Legend of the dragon

By Hu Bei Source:Global Times Published: 2015-2-12 17:53:01

Shanghai celebrates the 120th

Mei Lanfang (1894-1961) and Zhou Xinfang (1895-1975) were two of the most important practitioners of Peking Opera in the 20th century. Mei was famous for playing female roles (dan) and Zhou was well-known for playing elderly male roles (laosheng).


This year sees the 120th anniversary of Zhou's birth. Zhou started performing in Shanghai in the 1930s and remained based in the city until his death. Shanghai will be holding a series of commemorative activities as a tribute to the late master.

The events include a series of performances and seminars, and also the release of a new documentary about Zhou made by Shanghai Media Group.

Just as Mei Lanfang founded the Mei style of performance, so Zhou founded his Qi style.

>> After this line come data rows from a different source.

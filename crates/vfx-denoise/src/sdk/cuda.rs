//! CUDA compute context for vendor SDK implementations.
//!
//! Requires the `cuda` feature and an NVIDIA GPU.

use std::sync::Arc;

use cudarc::driver::{CudaContext, CudaStream};
use tracing::debug;
use vfx_gpu::{GpuError, GpuResult, ScopedContext};

use super::{SdkError, SdkResult};

/// A CUDA context made current per thread through [`ScopedContext`].
///
/// SDK implementations return this from
/// [`VideoEffectsSdk::compute_context`](super::VideoEffectsSdk::compute_context)
/// and map their images onto [`stream`](Self::stream).
pub struct CudaComputeContext {
    ctx: Arc<CudaContext>,
    stream: Arc<CudaStream>,
}

impl CudaComputeContext {
    /// Open the primary context of device `ordinal`.
    pub fn new(ordinal: usize) -> SdkResult<Self> {
        let ctx = CudaContext::new(ordinal)
            .map_err(|e| SdkError::new(-1, format!("CUDA init failed: {e:?}")))?;
        let stream = ctx.default_stream();
        debug!(ordinal, "opened CUDA context");
        Ok(Self { ctx, stream })
    }

    /// Check if a CUDA device is present.
    pub fn is_available() -> bool {
        CudaContext::new(0).is_ok()
    }

    pub fn context(&self) -> &Arc<CudaContext> {
        &self.ctx
    }

    /// Stream images are mapped onto.
    pub fn stream(&self) -> &Arc<CudaStream> {
        &self.stream
    }
}

impl ScopedContext for CudaComputeContext {
    fn enter(&self) -> GpuResult<()> {
        self.ctx
            .bind_to_thread()
            .map_err(|e| GpuError::ContextEnter(format!("CUDA: {e:?}")))
    }

    // The primary context stays bound; the next enter rebinds it.
    fn leave(&self) {}
}
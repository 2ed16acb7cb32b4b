//! What the filter needs from the host compositor.

use vfx_gpu::{GraphicsDevice, Size, TextureFormat};

/// The filter's position in the host's source graph, for one frame.
pub trait FilterSource<G: GraphicsDevice> {
    /// Base size of the upstream target, `None` if there is no upstream.
    fn target_size(&self) -> Option<(u32, u32)>;

    /// Pass the upstream frame through unmodified this frame.
    fn skip_video_filter(&self);

    /// Open a filter transaction. `false` means the host declined and the
    /// frame must be skipped.
    fn process_filter_begin(&self, format: TextureFormat, allow_direct: bool) -> bool;

    /// Draw the upstream into the current render target at `size` and
    /// close the transaction.
    fn process_filter_end(&self, size: Size);
}

/// The host's draw effect.
pub trait Effect<T> {
    /// Bind `texture` to the image parameter, decoding sRGB if `srgb`.
    fn set_image(&mut self, texture: &T, srgb: bool);

    /// Advance to the next pass of `technique`. Returns `false` when all
    /// passes are done.
    fn next_pass(&mut self, technique: &str) -> bool;
}

/// Technique the output is drawn with.
pub const DRAW_TECHNIQUE: &str = "Draw";
//! Per-frame simulation tick
//!
//! Advances the session by one step. Velocities are in pixels per tick, so
//! there is no timestep parameter.

use super::collision::{WallContact, paddle_bounce, reflect_off_walls, resolve_block_hits};
use super::state::GameState;

/// Input intents for a single tick
#[derive(Debug, Clone, Copy, Default, PartialEq)]
pub struct TickInput {
    /// Absolute pointer x in playfield pixels
    pub pointer_x: Option<f32>,
    /// Move-left key held
    pub move_left: bool,
    /// Move-right key held
    pub move_right: bool,
}

impl TickInput {
    /// Signed keyboard delta for this tick; right wins when both are held
    pub fn key_delta(&self, step: f32) -> f32 {
        if self.move_right {
            step
        } else if self.move_left {
            -step
        } else {
            0.0
        }
    }
}

/// Advance the session by one tick. No-op unless Running.
pub fn tick(state: &mut GameState, input: &TickInput) {
    if !state.is_running() {
        return;
    }
    state.time_ticks += 1;

    // Pointer first, then the key-hold delta at the tick boundary
    if let Some(x) = input.pointer_x {
        state.paddle.move_to_pointer(x);
    }
    let delta = input.key_delta(state.tuning.paddle_key_step);
    if delta != 0.0 {
        state.paddle.nudge(delta);
    }

    let hits = resolve_block_hits(&mut state.ball, &mut state.blocks);
    for _ in 0..hits {
        state.award_block();
    }
    if hits > 0 && state.blocks.all_destroyed() {
        // Freeze ball and paddle where they are
        state.complete_level();
        return;
    }

    if reflect_off_walls(&mut state.ball) == WallContact::Bottom {
        let damping = state.tuning.bounce_damping;
        if !paddle_bounce(&mut state.ball, &state.paddle, damping) {
            // Either frozen on game over or freshly respawned
            state.lose_life();
            return;
        }
    }

    state.ball.advance();
}

#[cfg(test)]
mod tests {
    use super::*;
    use crate::consts::*;
    use crate::sim::grid::block_origin;
    use crate::sim::state::{GameEvent, GamePhase, ball_spawn_point};
    use glam::Vec2;
    use proptest::prelude::*;

    fn running() -> GameState {
        let mut state = GameState::default();
        state.start();
        state.drain_events();
        state
    }

    #[test]
    fn test_tick_is_noop_unless_running() {
        let mut state = GameState::default();
        let before = state.ball.pos;
        tick(&mut state, &TickInput::default());
        assert_eq!(state.ball.pos, before);
        assert_eq!(state.time_ticks, 0);

        state.start();
        state.toggle_pause();
        let before = state.ball.pos;
        tick(
            &mut state,
            &TickInput {
                move_right: true,
                ..Default::default()
            },
        );
        assert_eq!(state.ball.pos, before);
        assert_eq!(state.paddle.x, (PLAYFIELD_WIDTH - PADDLE_WIDTH) / 2.0);
    }

    #[test]
    fn test_ball_advances() {
        let mut state = running();
        tick(&mut state, &TickInput::default());
        assert_eq!(state.ball.pos, ball_spawn_point() + Vec2::new(4.0, -4.0));
        assert_eq!(state.time_ticks, 1);
    }

    #[test]
    fn test_keyboard_step_and_priority() {
        let mut state = running();
        let start_x = state.paddle.x;
        tick(
            &mut state,
            &TickInput {
                move_left: true,
                ..Default::default()
            },
        );
        assert_eq!(state.paddle.x, start_x - 7.0);

        tick(
            &mut state,
            &TickInput {
                move_left: true,
                move_right: true,
                ..Default::default()
            },
        );
        assert_eq!(state.paddle.x, start_x);
    }

    #[test]
    fn test_keyboard_applies_after_pointer() {
        let mut state = running();
        tick(
            &mut state,
            &TickInput {
                pointer_x: Some(100.0),
                move_right: true,
                ..Default::default()
            },
        );
        assert_eq!(state.paddle.x, 60.0 + 7.0);
    }

    #[test]
    fn test_single_block_hit_scores_ten() {
        let mut state = running();
        let origin = block_origin(3, 2);
        state.ball.pos = origin + Vec2::new(25.0, 10.0);
        state.ball.vel = Vec2::new(4.0, -4.0);

        tick(&mut state, &TickInput::default());

        assert_eq!(state.score, 10);
        assert!(!state.blocks.get(3, 2).unwrap().alive);
        assert_eq!(state.blocks.alive_count(), 39);
        assert_eq!(state.ball.vel.y, 4.0);
        assert_eq!(state.drain_events(), vec![GameEvent::ScoreChanged(10)]);
    }

    #[test]
    fn test_last_block_completes_level_and_freezes() {
        let mut state = running();
        for block in state.blocks.iter_mut() {
            block.alive = false;
        }
        state.blocks.iter_mut().last().unwrap().alive = true;
        let last = state.blocks.get(7, 4).unwrap().rect;
        let pos = last.center();
        state.ball.pos = pos;
        let paddle_x = state.paddle.x;

        tick(
            &mut state,
            &TickInput {
                move_left: true,
                ..Default::default()
            },
        );

        assert_eq!(state.phase, GamePhase::LevelComplete);
        assert_eq!(state.ball.pos, pos);
        assert_eq!(state.paddle.x, paddle_x - 7.0);
        assert_eq!(
            state.drain_events(),
            vec![GameEvent::ScoreChanged(10), GameEvent::LevelComplete]
        );

        // Frozen until advanced
        tick(&mut state, &TickInput::default());
        assert_eq!(state.ball.pos, pos);
    }

    #[test]
    fn test_paddle_bounce_redirects_up() {
        let mut state = running();
        state.ball.pos = Vec2::new(state.paddle.center_x(), PLAYFIELD_HEIGHT - 10.0);
        state.ball.vel = Vec2::new(4.0, 4.0);
        let speed = state.ball.speed();

        tick(&mut state, &TickInput::default());

        assert!(state.ball.vel.y < 0.0);
        assert!((state.ball.speed() - speed).abs() < 1e-4);
        assert_eq!(state.lives, 3);
    }

    #[test]
    fn test_miss_costs_a_life_and_respawns() {
        let mut state = running();
        state.paddle.x = 0.0;
        state.ball.pos = Vec2::new(400.0, PLAYFIELD_HEIGHT - 10.0);
        state.ball.vel = Vec2::new(4.0, 4.0);

        tick(&mut state, &TickInput::default());

        assert_eq!(state.lives, 2);
        assert_eq!(state.phase, GamePhase::Running);
        assert_eq!(state.ball.pos, ball_spawn_point());
        assert_eq!(state.ball.vel, Vec2::new(4.0, -4.0));
        assert_eq!(state.paddle.x, (PLAYFIELD_WIDTH - PADDLE_WIDTH) / 2.0);
        assert_eq!(state.drain_events(), vec![GameEvent::LivesChanged(2)]);
    }

    #[test]
    fn test_miss_on_last_life_is_game_over() {
        let mut state = running();
        let origin = block_origin(0, 0);
        state.ball.pos = origin + Vec2::new(10.0, 10.0);
        tick(&mut state, &TickInput::default());
        assert_eq!(state.score, 10);
        state.drain_events();

        state.lives = 1;
        state.paddle.x = 0.0;
        let miss_pos = Vec2::new(400.0, PLAYFIELD_HEIGHT - 10.0);
        state.ball.pos = miss_pos;
        state.ball.vel = Vec2::new(4.0, 4.0);

        tick(&mut state, &TickInput::default());

        assert_eq!(state.lives, 0);
        assert_eq!(state.phase, GamePhase::GameOver);
        assert_eq!(state.ball.pos, miss_pos);
        assert_eq!(
            state.drain_events(),
            vec![
                GameEvent::LivesChanged(0),
                GameEvent::GameOver { final_score: 10 }
            ]
        );
    }

    proptest! {
        #[test]
        fn prop_paddle_stays_in_bounds(
            moves in proptest::collection::vec(
                (proptest::option::of(-100.0f32..700.0), any::<bool>(), any::<bool>()),
                1..200,
            )
        ) {
            let mut state = running();
            for (pointer_x, move_left, move_right) in moves {
                let input = TickInput { pointer_x, move_left, move_right };
                tick(&mut state, &input);
                prop_assert!(state.paddle.x >= 0.0);
                prop_assert!(state.paddle.x <= PLAYFIELD_WIDTH - state.paddle.width);
                if !state.is_running() {
                    state.start();
                }
            }
        }
    }
}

According to Shan Yuejin, the director of Shanghai Peking Opera Company, as well as keeping to the traditional Peking Opera formula, Zhou's Qi style absorbed different elements from many other stage arts, like modern theater, cinema and dance. It also emphasized the artistic aspect of Peking Opera as a theater art.

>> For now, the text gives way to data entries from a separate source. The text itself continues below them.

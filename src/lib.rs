//! Block Breaker - a single-screen ball-and-paddle arcade game
//!
//! Core modules:
//! - `sim`: Deterministic simulation (physics, collisions, session state)
//! - `driver`: Frame loop driver (scheduling, input intents, presentation events)
//! - `renderer`: WebGPU rendering pipeline
//! - `tuning`: Data-driven game balance
//! - `settings`: Player preferences

pub mod driver;
pub mod renderer;
pub mod settings;
pub mod sim;
pub mod tuning;

pub use driver::{FrameScheduler, FrameTarget, Key, LoopDriver, Presenter};
pub use settings::Settings;
pub use tuning::Tuning;

/// Game configuration constants
pub mod consts {
    /// Playfield dimensions (pixels, origin top-left, y down)
    pub const PLAYFIELD_WIDTH: f32 = 540.0;
    pub const PLAYFIELD_HEIGHT: f32 = 480.0;

    /// Ball defaults
    pub const BALL_RADIUS: f32 = 8.0;
    /// Spawn height above the bottom edge
    pub const BALL_SPAWN_LIFT: f32 = 30.0;
    /// Base velocity (pixels per tick)
    pub const BALL_START_DX: f32 = 4.0;
    pub const BALL_START_DY: f32 = -4.0;

    /// Paddle defaults - paddle sits flush with the bottom edge
    pub const PADDLE_WIDTH: f32 = 80.0;
    pub const PADDLE_HEIGHT: f32 = 12.0;
    pub const PADDLE_MIN_WIDTH: f32 = 40.0;
    /// Width lost per level advance
    pub const PADDLE_SHRINK: f32 = 5.0;
    /// Keyboard hold movement per tick
    pub const PADDLE_KEY_STEP: f32 = 7.0;
    /// Fraction of speed that may go sideways after a paddle bounce
    pub const PADDLE_BOUNCE_DAMPING: f32 = 0.8;

    /// Block grid layout
    pub const BLOCK_COLUMNS: usize = 8;
    pub const BLOCK_ROWS: usize = 5;
    pub const BLOCK_WIDTH: f32 = 50.0;
    pub const BLOCK_HEIGHT: f32 = 20.0;
    pub const BLOCK_PADDING: f32 = 10.0;
    pub const BLOCK_OFFSET_LEFT: f32 = 35.0;
    pub const BLOCK_OFFSET_TOP: f32 = 60.0;

    /// Scoring and progression
    pub const BLOCK_POINTS: u64 = 10;
    pub const STARTING_LIVES: u8 = 3;
    /// Ball velocity multiplier per level advance (both axes)
    pub const LEVEL_SPEED_SCALE: f32 = 1.1;
}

Zhou was also the first Peking Opera actor to adopt the "director" method from Western theater, thus systemizing Peking Opera as a fluent art form.

Qi style

A native of Ningbo, Zhejiang Province, Zhou first performed on the stage at 7 years old, and took on his first leading role in his Shanghai debut when he was 13.

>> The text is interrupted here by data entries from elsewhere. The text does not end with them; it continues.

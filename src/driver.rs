//! Frame loop driver
//!
//! Owns the session and turns platform callbacks into ticks. A frame is
//! requested only while the session is Running; pausing or a terminal
//! transition simply stops requesting, and any transition back to Running
//! requests a fresh frame because none is pending.

use crate::renderer::{RenderOptions, Vertex, build_frame};
use crate::sim::{Autopilot, GameEvent, GamePhase, GameState, TickInput, tick};

/// Something that can call `LoopDriver::frame` on the next display refresh
pub trait FrameScheduler {
    /// Ask for one callback; repeated requests before it fires are coalesced
    fn request_frame(&mut self);
    /// Drop a pending callback, if any
    fn cancel(&mut self);
    /// The pending callback has just run
    fn on_fired(&mut self);
    fn is_pending(&self) -> bool;
}

/// Where finished frames go
pub trait FrameTarget {
    fn present(&mut self, vertices: &[Vertex]);
}

/// Consumer of presentation events (HUD, dialogs)
pub trait Presenter {
    fn on_event(&mut self, event: GameEvent);
}

/// Keyboard hold intents
#[derive(Debug, Clone, Copy, PartialEq, Eq)]
pub enum Key {
    Left,
    Right,
}

/// Flag-based scheduler for headless runs: the owner polls `take`
#[derive(Debug, Default)]
pub struct ManualScheduler {
    pending: bool,
    /// Total frames requested
    pub requests: u64,
}

impl ManualScheduler {
    /// True if a frame was pending; the caller should now run it
    pub fn take(&mut self) -> bool {
        std::mem::take(&mut self.pending)
    }
}

impl FrameScheduler for ManualScheduler {
    fn request_frame(&mut self) {
        if !self.pending {
            self.pending = true;
            self.requests += 1;
        }
    }

    fn cancel(&mut self) {
        self.pending = false;
    }

    fn on_fired(&mut self) {
        self.pending = false;
    }

    fn is_pending(&self) -> bool {
        self.pending
    }
}

/// Frame target that only counts what it is given
#[derive(Debug, Default)]
pub struct HeadlessTarget {
    pub frames: u64,
    pub last_vertex_count: usize,
}

impl FrameTarget for HeadlessTarget {
    fn present(&mut self, vertices: &[Vertex]) {
        self.frames += 1;
        self.last_vertex_count = vertices.len();
    }
}

/// Presenter that records every event
#[derive(Debug, Default)]
pub struct EventLog {
    pub events: Vec<GameEvent>,
}

impl Presenter for EventLog {
    fn on_event(&mut self, event: GameEvent) {
        self.events.push(event);
    }
}

/// Drives the session from platform callbacks
pub struct LoopDriver<S, T, P> {
    state: GameState,
    scheduler: S,
    target: T,
    presenter: P,
    options: RenderOptions,
    held_left: bool,
    held_right: bool,
    autopilot: Option<Autopilot>,
}

impl<S: FrameScheduler, T: FrameTarget, P: Presenter> LoopDriver<S, T, P> {
    pub fn new(state: GameState, scheduler: S, target: T, presenter: P) -> Self {
        Self {
            state,
            scheduler,
            target,
            presenter,
            options: RenderOptions::default(),
            held_left: false,
            held_right: false,
            autopilot: None,
        }
    }

    pub fn with_options(mut self, options: RenderOptions) -> Self {
        self.options = options;
        self
    }

    pub fn state(&self) -> &GameState {
        &self.state
    }

    pub fn phase(&self) -> GamePhase {
        self.state.phase
    }

    pub fn scheduler(&self) -> &S {
        &self.scheduler
    }

    pub fn scheduler_mut(&mut self) -> &mut S {
        &mut self.scheduler
    }

    pub fn target(&self) -> &T {
        &self.target
    }

    pub fn presenter(&self) -> &P {
        &self.presenter
    }

    /// Start or restart the session
    pub fn start(&mut self) {
        self.state.start();
        self.after_transition();
    }

    /// Next level; ignored unless the level is complete
    pub fn advance_level(&mut self) -> bool {
        let advanced = self.state.advance_level();
        self.after_transition();
        advanced
    }

    pub fn toggle_pause(&mut self) -> GamePhase {
        let phase = self.state.toggle_pause();
        self.after_transition();
        phase
    }

    /// Pointer moved to playfield x. Applied immediately while Running.
    pub fn pointer_moved(&mut self, x: f32) {
        if self.state.is_running() && self.autopilot.is_none() {
            self.state.paddle.move_to_pointer(x);
        }
    }

    pub fn key_down(&mut self, key: Key) {
        self.set_held(key, true);
    }

    pub fn key_up(&mut self, key: Key) {
        self.set_held(key, false);
    }

    fn set_held(&mut self, key: Key, held: bool) {
        match key {
            Key::Left => self.held_left = held,
            Key::Right => self.held_right = held,
        }
    }

    /// Enable the AI with the given seed, or hand control back with None
    pub fn set_autopilot(&mut self, seed: Option<u64>) {
        self.autopilot = seed.map(Autopilot::new);
        log::info!("Autopilot {}", if self.autopilot.is_some() { "on" } else { "off" });
    }

    pub fn autopilot_enabled(&self) -> bool {
        self.autopilot.is_some()
    }

    /// Intent snapshot for the coming tick
    fn input_snapshot(&mut self) -> TickInput {
        match self.autopilot.as_mut() {
            Some(pilot) => TickInput {
                pointer_x: pilot.pointer_target(&self.state),
                ..Default::default()
            },
            None => TickInput {
                pointer_x: None,
                move_left: self.held_left,
                move_right: self.held_right,
            },
        }
    }

    /// One scheduled callback: tick, draw, report, and maybe ask for another
    pub fn frame(&mut self) {
        self.scheduler.on_fired();
        if !self.state.is_running() {
            return;
        }

        let input = self.input_snapshot();
        tick(&mut self.state, &input);

        let vertices = build_frame(&self.state, &self.options);
        self.target.present(&vertices);
        self.flush_events();

        if self.state.is_running() {
            self.scheduler.request_frame();
        }
    }

    fn flush_events(&mut self) {
        for event in self.state.drain_events() {
            self.presenter.on_event(event);
        }
    }

    /// Keep scheduling in step with the phase
    fn after_transition(&mut self) {
        self.flush_events();
        let pending = self.scheduler.is_pending();
        if self.state.is_running() && !pending {
            self.scheduler.request_frame();
        } else if !self.state.is_running() && pending {
            self.scheduler.cancel();
        }
    }
}
//! Breakable block grid
//!
//! Blocks are stored column-major: index = column * rows + row. The grid is
//! never resized mid-level, only rebuilt between levels.

use glam::Vec2;
use serde::{Deserialize, Serialize};

use super::rect::Rect;
use crate::consts::*;

/// Block colour, chosen by row
#[derive(Debug, Clone, Copy, PartialEq, Eq, Serialize, Deserialize)]
pub enum BlockColor {
    Red,
    Orange,
    Yellow,
    Green,
    Blue,
}

impl BlockColor {
    pub const PALETTE: [BlockColor; 5] = [
        BlockColor::Red,
        BlockColor::Orange,
        BlockColor::Yellow,
        BlockColor::Green,
        BlockColor::Blue,
    ];

    /// Rows past the palette wrap around
    pub fn for_row(row: usize) -> Self {
        Self::PALETTE[row % Self::PALETTE.len()]
    }

    /// sRGB hex value
    pub fn hex(&self) -> u32 {
        match self {
            BlockColor::Red => 0xFF4136,
            BlockColor::Orange => 0xFF851B,
            BlockColor::Yellow => 0xFFDC00,
            BlockColor::Green => 0x2ECC40,
            BlockColor::Blue => 0x0074D9,
        }
    }
}

/// A single breakable block
#[derive(Debug, Clone, Serialize, Deserialize)]
pub struct Block {
    pub column: usize,
    pub row: usize,
    pub rect: Rect,
    pub color: BlockColor,
    pub alive: bool,
}

/// Top-left corner of the block at (column, row)
pub fn block_origin(column: usize, row: usize) -> Vec2 {
    Vec2::new(
        BLOCK_OFFSET_LEFT + column as f32 * (BLOCK_WIDTH + BLOCK_PADDING),
        BLOCK_OFFSET_TOP + row as f32 * (BLOCK_HEIGHT + BLOCK_PADDING),
    )
}

/// The level's block layout
#[derive(Debug, Clone, Serialize, Deserialize)]
pub struct BlockGrid {
    columns: usize,
    rows: usize,
    blocks: Vec<Block>,
}

impl Default for BlockGrid {
    fn default() -> Self {
        Self::new(BLOCK_COLUMNS, BLOCK_ROWS)
    }
}

impl BlockGrid {
    /// Build a fully alive grid
    pub fn new(columns: usize, rows: usize) -> Self {
        let mut grid = Self {
            columns: 0,
            rows: 0,
            blocks: Vec::new(),
        };
        grid.initialize(columns, rows);
        grid
    }

    /// Rebuild every cell as alive at its deterministic position
    pub fn initialize(&mut self, columns: usize, rows: usize) {
        self.columns = columns;
        self.rows = rows;
        self.blocks.clear();
        self.blocks.reserve(columns * rows);

        for column in 0..columns {
            for row in 0..rows {
                let origin = block_origin(column, row);
                self.blocks.push(Block {
                    column,
                    row,
                    rect: Rect::new(origin.x, origin.y, BLOCK_WIDTH, BLOCK_HEIGHT),
                    color: BlockColor::for_row(row),
                    alive: true,
                });
            }
        }
    }

    /// Rebuild with the current dimensions
    pub fn reset(&mut self) {
        self.initialize(self.columns, self.rows);
    }

    pub fn get(&self, column: usize, row: usize) -> Option<&Block> {
        if column >= self.columns || row >= self.rows {
            return None;
        }
        self.blocks.get(column * self.rows + row)
    }

    /// Blocks in column-major scan order
    pub fn iter(&self) -> impl Iterator<Item = &Block> {
        self.blocks.iter()
    }

    pub fn iter_mut(&mut self) -> impl Iterator<Item = &mut Block> {
        self.blocks.iter_mut()
    }

    pub fn alive_count(&self) -> usize {
        self.blocks.iter().filter(|b| b.alive).count()
    }

    /// True iff every block has been destroyed
    pub fn all_destroyed(&self) -> bool {
        self.blocks.iter().all(|b| !b.alive)
    }

    pub fn len(&self) -> usize {
        self.blocks.len()
    }

    pub fn is_empty(&self) -> bool {
        self.blocks.is_empty()
    }
}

Although Zhou was not a naturally gifted singer, he developed a voice that was loud and broad, husky but not hoarse, with vigorous bass notes.

Zhou Xinfang (right) with an actor during filming Photos: Courtesy of Shanghai Peking Opera Company

Zhou performed and directed over 600 plays. Among them, Qin Xianglian and Xiao He Chases Han Xin Under the Moonlight are the most representative of his work and are still popular today.

The titular main character of Qin Xianglian is a woman during the Song Dynasty (960-1279). She is suing her husband, Chen Shimei, who has married a princess following his marriage to Qin, because he refuses to recognize Qin as his first wife. With the help of a prime minister, Wang Yanling, Qin wins the case and the story ends with the execution of Chen.

In most versions of this play's performances, the actor who plays the role of the prime minister usually leaves the stage before Chen is executed.

However, Zhou added a new scene in which the prime minister angrily chastises Chen for his despicable behavior before he exits.

In Shan's opinion, Zhou's performance added a more personal touch to the role and portrayed a prime minister who truly cared about people.

The story of Xiao He Chases Han Xin Under the Moonlight was taken from one of the four great classical Chinese novels, Romance of the Three Kingdoms. It tells the story of Xiao He, a statesman, and his attempts to track down Han Xin, a talented general. Both once served Liu Bang (the founder of the Han Dynasty (206BC-AD220).

Zhang Xinzhong, a Peking Opera performer in Shanghai who started learning under Zhou in the 1950s, told the Global Times that for this play, Zhou usually played the role of Xiao He. He also came up with a novel performance method for the other role, Han Xin.

The play involves a set of stylized Peking Opera movements to indicate when the actors are riding horse. Zhou added an extra "looking back" movement for Han Xin to indicate that Han didn't really want to leave his old life behind.

"He (Zhou) is not just singing, but acting the character. He is not just speaking the lines, but telling a story," Zhang said.

Crossover and inherit

Zhou's openness saw him participate in many other forms of performing arts, which he also influenced with his Qi style.

During the 1920s and the 1930s, Zhou was a member of the Southern China Theater Company, one of the first theater companies to put on modern Chinese plays. During this period, he also starred in a silent film about Peking Opera.

Chen Shaoyun, a 68-year-old Qi-style Peking Opera actor in the Shanghai Peking Opera Company, said it is hard to follow in Zhou's footsteps because of the sheer quantity and quality of the plays in which he performed. At present, only three actors in his company follow the Qi style - a sharp decline since Zhou's time.

Chen said that performers trying to learn from Zhou need to do more than imitate his singing style and movements. Rather, they should learn Zhou's spirit of assiduous study and understanding of story and character.